** TASK BRIEF **
Set down the records that follow exactly, every line of them.

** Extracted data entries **
-----

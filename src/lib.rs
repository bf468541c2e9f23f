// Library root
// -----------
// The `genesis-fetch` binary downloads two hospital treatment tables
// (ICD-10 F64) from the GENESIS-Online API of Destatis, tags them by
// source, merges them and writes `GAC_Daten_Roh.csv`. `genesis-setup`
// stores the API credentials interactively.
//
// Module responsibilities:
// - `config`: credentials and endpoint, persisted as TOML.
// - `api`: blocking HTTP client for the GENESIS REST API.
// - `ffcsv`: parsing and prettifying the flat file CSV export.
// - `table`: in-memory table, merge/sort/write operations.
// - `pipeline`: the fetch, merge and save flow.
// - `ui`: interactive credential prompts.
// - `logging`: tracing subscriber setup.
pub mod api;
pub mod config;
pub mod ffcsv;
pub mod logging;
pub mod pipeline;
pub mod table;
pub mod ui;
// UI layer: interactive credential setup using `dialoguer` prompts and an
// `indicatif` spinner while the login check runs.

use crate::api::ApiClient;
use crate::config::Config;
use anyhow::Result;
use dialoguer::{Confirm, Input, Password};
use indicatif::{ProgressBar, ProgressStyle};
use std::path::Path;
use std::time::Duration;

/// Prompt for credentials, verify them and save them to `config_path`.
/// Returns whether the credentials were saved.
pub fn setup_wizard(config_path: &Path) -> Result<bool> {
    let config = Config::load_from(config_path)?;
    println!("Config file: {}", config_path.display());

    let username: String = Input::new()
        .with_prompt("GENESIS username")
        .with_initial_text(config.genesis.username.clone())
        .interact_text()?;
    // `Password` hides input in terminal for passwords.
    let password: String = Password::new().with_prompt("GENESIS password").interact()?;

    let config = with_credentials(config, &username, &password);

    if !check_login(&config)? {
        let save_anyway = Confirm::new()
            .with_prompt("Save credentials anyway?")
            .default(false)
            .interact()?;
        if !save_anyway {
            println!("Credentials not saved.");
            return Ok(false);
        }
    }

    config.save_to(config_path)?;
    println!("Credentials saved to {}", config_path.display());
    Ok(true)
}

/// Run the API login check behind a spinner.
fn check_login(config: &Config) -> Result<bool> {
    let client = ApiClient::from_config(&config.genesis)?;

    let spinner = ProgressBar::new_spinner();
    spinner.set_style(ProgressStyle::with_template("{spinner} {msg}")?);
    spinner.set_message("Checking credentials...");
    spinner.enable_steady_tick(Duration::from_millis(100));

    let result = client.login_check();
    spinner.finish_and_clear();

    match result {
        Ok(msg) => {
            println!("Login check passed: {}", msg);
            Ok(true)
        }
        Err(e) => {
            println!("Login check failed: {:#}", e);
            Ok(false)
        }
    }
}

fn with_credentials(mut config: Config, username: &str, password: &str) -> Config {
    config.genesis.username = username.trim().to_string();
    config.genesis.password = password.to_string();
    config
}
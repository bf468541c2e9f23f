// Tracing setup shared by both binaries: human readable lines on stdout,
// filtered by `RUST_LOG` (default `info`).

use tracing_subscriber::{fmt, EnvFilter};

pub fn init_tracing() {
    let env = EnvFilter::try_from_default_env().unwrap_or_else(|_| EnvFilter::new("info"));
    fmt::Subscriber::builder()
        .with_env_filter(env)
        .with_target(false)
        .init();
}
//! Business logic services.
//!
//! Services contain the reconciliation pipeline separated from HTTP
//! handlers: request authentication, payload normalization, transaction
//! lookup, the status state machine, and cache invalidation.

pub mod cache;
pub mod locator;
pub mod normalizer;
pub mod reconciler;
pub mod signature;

-----

** ANSWER TO THIS TASK **
filename src/lib.rs
repository bf468541c2e9f23f
// Library root
// -----------
// The `genesis-fetch` binary downloads two hospital treatment tables
// (ICD-10 F64) from the GENESIS-Online API of Destatis, tags them by
// source, merges them and writes `GAC_Daten_Roh.csv`. `genesis-setup`
// stores the API credentials interactively.
//
// Module responsibilities:
// - `config`: credentials and endpoint, persisted as TOML.
// - `api`: blocking HTTP client for the GENESIS REST API.
// - `ffcsv`: parsing and prettifying the flat file CSV export.
// - `table`: in-memory table, merge/sort/write operations.
// - `pipeline`: the fetch, merge and save flow.
// - `ui`: interactive credential prompts.
// - `logging`: tracing subscriber setup.
pub mod api;
pub mod config;
pub mod ffcsv;
pub mod logging;
pub mod pipeline;
pub mod table;
pub mod ui;
// UI layer: interactive credential setup using `dialoguer` prompts and an
// `indicatif` spinner while the login check runs.

use crate::api::ApiClient;
use crate::config::Config;
use anyhow::Result;
use dialoguer::{Confirm, Input, Password};
use indicatif::{ProgressBar, ProgressStyle};
use std::path::Path;
use std::time::Duration;

/// Prompt for credentials, verify them and save them to `config_path`.
/// Returns whether the credentials were saved.
pub fn setup_wizard(config_path: &Path) -> Result<bool> {
    let config = Config::load_from(config_path)?;
    println!("Config file: {}", config_path.display());

    let username: String = Input::new()
        .with_prompt("GENESIS username")
        .with_initial_text(config.genesis.username.clone())
        .interact_text()?;
    // `Password` hides input in terminal for passwords.
    let password: String = Password::new().with_prompt("GENESIS password").interact()?;

    let config = with_credentials(config, &username, &password);

    if !check_login(&config)? {
        let save_anyway = Confirm::new()
            .with_prompt("Save credentials anyway?")
            .default(false)
            .interact()?;
        if !save_anyway {
            println!("Credentials not saved.");
            return Ok(false);
        }
    }

    config.save_to(config_path)?;
    println!("Credentials saved to {}", config_path.display());
    Ok(true)
}

/// Run the API login check behind a spinner.
fn check_login(config: &Config) -> Result<bool> {
    let client = ApiClient::from_config(&config.genesis)?;

    let spinner = ProgressBar::new_spinner();
    spinner.set_style(ProgressStyle::with_template("{spinner} {msg}")?);
    spinner.set_message("Checking credentials...");
    spinner.enable_steady_tick(Duration::from_millis(100));

    let result = client.login_check();
    spinner.finish_and_clear();

    match result {
        Ok(msg) => {
            println!("Login check passed: {}", msg);
            Ok(true)
        }
        Err(e) => {
            println!("Login check failed: {:#}", e);
            Ok(false)
        }
    }
}

fn with_credentials(mut config: Config, username: &str, password: &str) -> Config {
    config.genesis.username = username.trim().to_string();
    config.genesis.password = password.to_string();
    config
}
repository bf468541c2e9f23f
// Tracing setup shared by both binaries: human readable lines on stdout,
// filtered by `RUST_LOG` (default `info`).

use tracing_subscriber::{fmt, EnvFilter};

pub fn init_tracing() {
    let env = EnvFilter::try_from_default_env().unwrap_or_else(|_| EnvFilter::new("info"));
    fmt::Subscriber::builder()
        .with_env_filter(env)
        .with_target(false)
        .init();
}
//! Business logic services.
//!
//! Services contain the reconciliation pipeline separated from HTTP
//! handlers: request authentication, payload normalization, transaction
//! lookup, the status state machine, and cache invalidation.

pub mod cache;
pub mod locator;
pub mod normalizer;
pub mod reconciler;
pub mod signature;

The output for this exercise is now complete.